Winner of the Shingo Prize for Research and Professional Publication, 2009  How can companies perform so well that their industry counterparts are competitors in name only? Although they operate in the same industry, serve the same market, and even use the same suppliers, these “rabbits” lead the race and, more importantly, continually widen their lead. 
In Chasing the Rabbit, Steven J.
Spear describes what sets high-velocity, market-leading organizations apart and explains how you can lead the pack in your industry.
Spear examines the internal operations of dominant organizations, including Toyota, Alcoa, Pratt & Whitney, the US Navy's Nuclear Power Program, and top-tier teaching hospitals--organizations operating in vastly differing industries, but which share one thing in common: the skillful management of complex internal systems that generates constant, almost automatic self-improvement at rates faster, durations longer, and breadths wider than anyone else musters.
As a result, each enjoys a level of profitability, quality, efficiency, reliability, and agility unmatched by rivals.
Chasing the Rabbit shows how to: Build a system of “dynamic discovery” designed to reveal operational problems and weaknesses Attack and solve problems at the time and in the place where they occur, converting weaknesses into strengths Disseminate knowledge gained from solving local problems throughout the company as a whole Create managers invested in the process of continual innovation Whatever kind of company you operate--from technology to finance to healthcare--mastery of these four key capabilities will put you on the fast track to operational excellence, where you will generate faster, better results using less capital and fewer resources.
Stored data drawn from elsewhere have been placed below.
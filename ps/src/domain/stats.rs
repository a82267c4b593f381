//! Pipeline metrics over a task list

use serde::Serialize;

use super::task::Task;

/// Workload summary shown next to the task list
#[derive(Debug, Clone, Copy, Default, PartialEq, Eq, Serialize)]
pub struct PipelineStats {
    /// All tasks considered
    pub total: usize,
    /// Tasks not yet completed (current workload)
    pub pending: usize,
    /// Completed tasks
    pub completed: usize,
    /// Completed share of total, rounded to a whole percent (0 when empty)
    pub efficiency_percent: u8,
}

impl PipelineStats {
    pub fn from_tasks(tasks: &[Task]) -> Self {
        let total = tasks.len();
        let completed = tasks.iter().filter(|t| t.completed).count();
        let efficiency_percent = if total == 0 {
            0
        } else {
            ((completed as f64 / total as f64) * 100.0).round() as u8
        };

        Self {
            total,
            pending: total - completed,
            completed,
            efficiency_percent,
        }
    }
}
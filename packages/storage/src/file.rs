// ABOUTME: JSON file-backed key-value store
// ABOUTME: Keeps all entries in one pretty-printed JSON object, rewritten on every write

use std::collections::BTreeMap;
use std::fs;
use std::path::{Path, PathBuf};
use std::sync::RwLock;
use tracing::debug;

use crate::{KeyValueStore, StorageResult};

/// Persistent store backed by a single JSON file.
///
/// The file is read once at [`JsonFileStore::open`]. Reads are then served from
/// memory and each write rewrites the whole file before it becomes visible.
#[derive(Debug)]
pub struct JsonFileStore {
    path: PathBuf,
    items: RwLock<BTreeMap<String, String>>,
}

impl JsonFileStore {
    /// Opens the store at `path`. A missing file yields an empty store; the
    /// file and its parent directories are created on the first write.
    pub fn open(path: impl Into<PathBuf>) -> StorageResult<Self> {
        let path = path.into();

        let items = if path.exists() {
            debug!("Loading settings file: {:?}", path);
            let content = fs::read_to_string(&path)?;
            if content.trim().is_empty() {
                BTreeMap::new()
            } else {
                serde_json::from_str::<BTreeMap<String, String>>(&content)?
            }
        } else {
            debug!("Settings file does not exist yet: {:?}", path);
            BTreeMap::new()
        };

        debug!("Loaded {} stored entries", items.len());
        Ok(Self {
            path,
            items: RwLock::new(items),
        })
    }

    pub fn path(&self) -> &Path {
        &self.path
    }

    fn persist(&self, items: &BTreeMap<String, String>) -> StorageResult<()> {
        if let Some(parent) = self.path.parent() {
            if !parent.as_os_str().is_empty() && !parent.exists() {
                debug!("Creating settings directory: {:?}", parent);
                fs::create_dir_all(parent)?;
            }
        }

        let json_content = serde_json::to_string_pretty(items)?;
        fs::write(&self.path, json_content)?;

        debug!("Wrote {} entries to {:?}", items.len(), self.path);
        Ok(())
    }
}

impl KeyValueStore for JsonFileStore {
    fn get_item(&self, key: &str) -> StorageResult<Option<String>> {
        let items = self
            .items
            .read()
            .unwrap_or_else(|poisoned| poisoned.into_inner());
        Ok(items.get(key).cloned())
    }

    fn set_item(&self, key: &str, value: &str) -> StorageResult<()> {
        let mut items = self
            .items
            .write()
            .unwrap_or_else(|poisoned| poisoned.into_inner());

        let mut next = items.clone();
        next.insert(key.to_string(), value.to_string());
        self.persist(&next)?;

        *items = next;
        Ok(())
    }
}
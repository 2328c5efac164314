use thiserror::Error;

/// Storage errors
#[derive(Error, Debug)]
pub enum StorageError {
    #[error("IO error: {0}")]
    Io(#[from] std::io::Error),
    #[error("JSON serialization error: {0}")]
    Json(#[from] serde_json::Error),
    #[error("Storage quota exceeded writing '{key}' (limit {limit} bytes)")]
    QuotaExceeded { key: String, limit: usize },
    #[error("Storage backend error: {0}")]
    Backend(String),
}

pub type StorageResult<T> = Result<T, StorageError>;
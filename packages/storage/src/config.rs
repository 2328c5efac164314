use serde::{Deserialize, Serialize};
use std::path::PathBuf;
use std::sync::Arc;

use crate::{JsonFileStore, KeyValueStore, MemoryStore, StorageResult};

/// Which key-value backend settings are persisted into
#[derive(Debug, Clone, PartialEq, Eq, Serialize, Deserialize)]
#[serde(tag = "type", rename_all = "lowercase")]
pub enum StorageBackend {
    Memory {
        #[serde(default)]
        quota_bytes: Option<usize>,
    },
    File {
        path: PathBuf,
    },
}

impl StorageBackend {
    /// Default location of the settings file (`<config dir>/syncplay/settings.json`)
    pub fn default_path() -> PathBuf {
        dirs::config_dir()
            .unwrap_or_else(|| PathBuf::from("."))
            .join("syncplay")
            .join("settings.json")
    }

    /// Opens the configured backend
    pub fn open(&self) -> StorageResult<Arc<dyn KeyValueStore>> {
        let store: Arc<dyn KeyValueStore> = match self {
            StorageBackend::Memory {
                quota_bytes: Some(limit),
            } => Arc::new(MemoryStore::with_quota(*limit)),
            StorageBackend::Memory { quota_bytes: None } => Arc::new(MemoryStore::new()),
            StorageBackend::File { path } => Arc::new(JsonFileStore::open(path.clone())?),
        };
        Ok(store)
    }
}

impl Default for StorageBackend {
    fn default() -> Self {
        StorageBackend::File {
            path: Self::default_path(),
        }
    }
}
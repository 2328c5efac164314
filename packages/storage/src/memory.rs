// ABOUTME: In-memory key-value store
// ABOUTME: HashMap-backed store with an optional byte quota, used by tests and ephemeral sessions

use std::collections::HashMap;
use std::sync::RwLock;

use crate::{KeyValueStore, StorageError, StorageResult};

/// Non-persistent store. Contents are lost when the store is dropped.
#[derive(Debug, Default)]
pub struct MemoryStore {
    items: RwLock<HashMap<String, String>>,
    quota_bytes: Option<usize>,
}

impl MemoryStore {
    pub fn new() -> Self {
        Self::default()
    }

    /// Creates a store that rejects writes once keys plus values exceed `quota_bytes`.
    pub fn with_quota(quota_bytes: usize) -> Self {
        Self {
            items: RwLock::new(HashMap::new()),
            quota_bytes: Some(quota_bytes),
        }
    }

    /// Total bytes held, counting both keys and values.
    pub fn used_bytes(&self) -> usize {
        let items = self
            .items
            .read()
            .unwrap_or_else(|poisoned| poisoned.into_inner());
        items.iter().map(|(k, v)| k.len() + v.len()).sum()
    }

    pub fn len(&self) -> usize {
        self.items
            .read()
            .unwrap_or_else(|poisoned| poisoned.into_inner())
            .len()
    }

    pub fn is_empty(&self) -> bool {
        self.len() == 0
    }
}

impl KeyValueStore for MemoryStore {
    fn get_item(&self, key: &str) -> StorageResult<Option<String>> {
        let items = self
            .items
            .read()
            .unwrap_or_else(|poisoned| poisoned.into_inner());
        Ok(items.get(key).cloned())
    }

    fn set_item(&self, key: &str, value: &str) -> StorageResult<()> {
        let mut items = self
            .items
            .write()
            .unwrap_or_else(|poisoned| poisoned.into_inner());

        if let Some(limit) = self.quota_bytes {
            let used: usize = items.iter().map(|(k, v)| k.len() + v.len()).sum();
            let replaced = items.get(key).map(|v| key.len() + v.len()).unwrap_or(0);
            if used - replaced + key.len() + value.len() > limit {
                return Err(StorageError::QuotaExceeded {
                    key: key.to_string(),
                    limit,
                });
            }
        }

        items.insert(key.to_string(), value.to_string());
        Ok(())
    }
}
Apply the lessons of Steven J.
Spear's and leave the competition in the dust.

About the Author

Steven J. 
Spear, four-time winner of the Shingo Prize and recipient of the McKinsey Award, is a senior lecturer at MIT and former assistant professor at Harvard.
A senior fellow at the Institute for Healthcare Improvement, he is the author of numerous articles appearing in academic and trade publications, including the Harvard Business Review and The New York Times.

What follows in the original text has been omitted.